Yesterday we put together a dressage arena back in the area next to the pond to school in today, and set up some jumps back there that we schooled over yesterday. Man, was it a lot of (icky!) work hauling the standards and jumps, completely covered in mud, goop, and spiders, into the back of mom's truck, then unloading them and carrying them around the hills until we got everything set up.

And how many jumps did we make? 4. 5, if you count the one that was a pole wedged into a small split tree, held at the other end by a human "standard". We had a combination that could be ridden either uphill or down, a jump in the woods augmented with some real logs, and a plank-jump by a large tree.

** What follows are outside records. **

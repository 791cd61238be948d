//! # sapphire
//!
//! sapphire is an interpreter for Sapphire, a small line-oriented scripting
//! language, written in Rust. Source text is tokenized, parsed by a
//! backtracking recursive-descent parser into a syntax tree, and evaluated by
//! a tree-walking evaluator against one flat, mutable scope.
//!
//! ```
//! use sapphire::{Scope, Value, run};
//!
//! let mut scope = Scope::with_builtins();
//! run("{{ x :- 2 + 3 * 4. y :- x * 2. }}", &mut scope).unwrap();
//!
//! assert_eq!(run("y", &mut scope).unwrap(), Some(Value::Integer(28)));
//! ```

#![warn(
    clippy::redundant_clone,
    clippy::needless_pass_by_value,
    clippy::similar_names,
    clippy::large_enum_variant,
    clippy::string_lit_as_bytes,
    clippy::match_same_arms,
    clippy::cargo,
    clippy::nursery,
    clippy::perf,
    clippy::style,
    clippy::suspicious,
    clippy::correctness,
    clippy::complexity,
    clippy::pedantic,
    //missing_docs,
)]
#![allow(clippy::missing_errors_doc)]

use crate::{error::ParseError, interpreter::parser::core::Parser};

/// Defines the structure of parsed code.
///
/// This module declares the [`ast::Node`] enum and related types that
/// represent one parsed line as a tree. The tree is built by the parser and
/// walked by the evaluator; assignments also store trees in the scope.
///
/// # Responsibilities
/// - Defines node types for all language constructs.
/// - Attaches source line numbers to nodes for error reporting.
/// - Prints nodes in a compact prefix form for diagnostics.
pub mod ast;
/// Provides unified error types for parsing and evaluation.
///
/// This module defines all errors that can be raised while tokenizing,
/// parsing or evaluating code, each carrying the source line it refers to.
///
/// # Responsibilities
/// - Defines error enums for all failure modes (tokenizer, parser,
///   evaluator).
/// - Defines the non-fatal warning raised by coercing assignments.
pub mod error;
/// Orchestrates the entire process of code execution.
///
/// This module ties together tokenizing, parsing, evaluation and value
/// representations.
pub mod interpreter;
/// General utilities for safe numeric conversion.
///
/// # Responsibilities
/// - Safely convert between `i64`, `u32`, `usize`, and `f64` without silent
///   data loss.
pub mod util;

pub use error::Error;
pub use interpreter::{
    evaluator::{core::Scope, function::core::register_builtins},
    lexer::tokenize,
    value::core::Value,
};

/// Tokenizes and parses one line of source code.
///
/// The whole input must form a single line (an assignment, conditional,
/// call, block, boolean or expression); newlines are only whitespace.
///
/// # Errors
/// Returns the first tokenizer error, or a parse error pointing at the
/// furthest token any alternative reached.
///
/// # Examples
/// ```
/// use sapphire::parse;
///
/// let ast = parse("x :- 2 + 3 * 4").unwrap();
/// assert_eq!(ast.to_string(), "[x <- (+ 2 (* 3 4))]");
///
/// assert!(parse("2 +").is_err());
/// ```
pub fn parse(source: &str) -> Result<ast::Node, ParseError> {
    let tokens = tokenize(source)?;
    tracing::debug!(tokens = tokens.len(), "parsing");

    Parser::new(&tokens).parse_program()
}

/// Parses and evaluates one line of source code against `scope`.
///
/// Bindings made by the line stay in `scope`, so consecutive runs share
/// state. Warnings raised while evaluating are collected in the scope; see
/// [`Scope::take_warnings`].
///
/// # Returns
/// The value of the line, or `None` when it produced no value (for example
/// an empty block or a call to `print`).
///
/// # Errors
/// Returns an error if parsing or evaluation fails.
///
/// # Examples
/// ```
/// use sapphire::{Scope, Value, run};
///
/// let mut scope = Scope::new();
///
/// let res = run("3 > 2 => 1 !! 2", &mut scope).unwrap();
/// assert_eq!(res, Some(Value::Integer(1)));
///
/// // 'x' is not bound.
/// assert!(run("x + 1", &mut scope).is_err());
/// ```
pub fn run(source: &str, scope: &mut Scope) -> Result<Option<Value>, Error> {
    let ast = parse(source)?;
    tracing::debug!(%ast, "evaluating");

    Ok(scope.eval(&ast)?)
}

We warmed up in the field by the pond, then walked over to the jumping area. We had some barrels set up just before you crossed a small trough made by two equally small hills, and we jumped those a few times before we moved over to where the real jumps were. We started with the plank fence by the tree, which was a just a cross-rail for warm up.

Our first approach to it, Val spooked and actually ran out to the left, and I didn't do as much as I could have to stop it. I did reach back and smack him, but I didn't pull the right rein like I should have to redirect him to the right. So, I got a bit of a talking-to about not riding every fence. My trainer pointed out that since I most likely could have gotten him over it the first time, I should have, because if the same thing happens at nationals, we won't want the points that come with a run out if we can help it! On the plus side, though, I wasn't even vaguely put off balance by his refusal, which is definitely an improvement. In the past, refusals would at the very least put me very off-balance and only half-on my horse, and at the worst, I would fall. That's a good improvement, anyhow.

We approached the plank-jump again, and this time got over it, although I was a bit tight on his face because I wanted to prevent another run-out. He jumped pretty happily over it, although I didn't release the way I should have. A third attempt had him jumping it like it was no big deal, and me releasing well. It turns out that we use a crest release, which we do probably 98% of the time, the place where his mane switches from white to black is where my hands belong. How convenient!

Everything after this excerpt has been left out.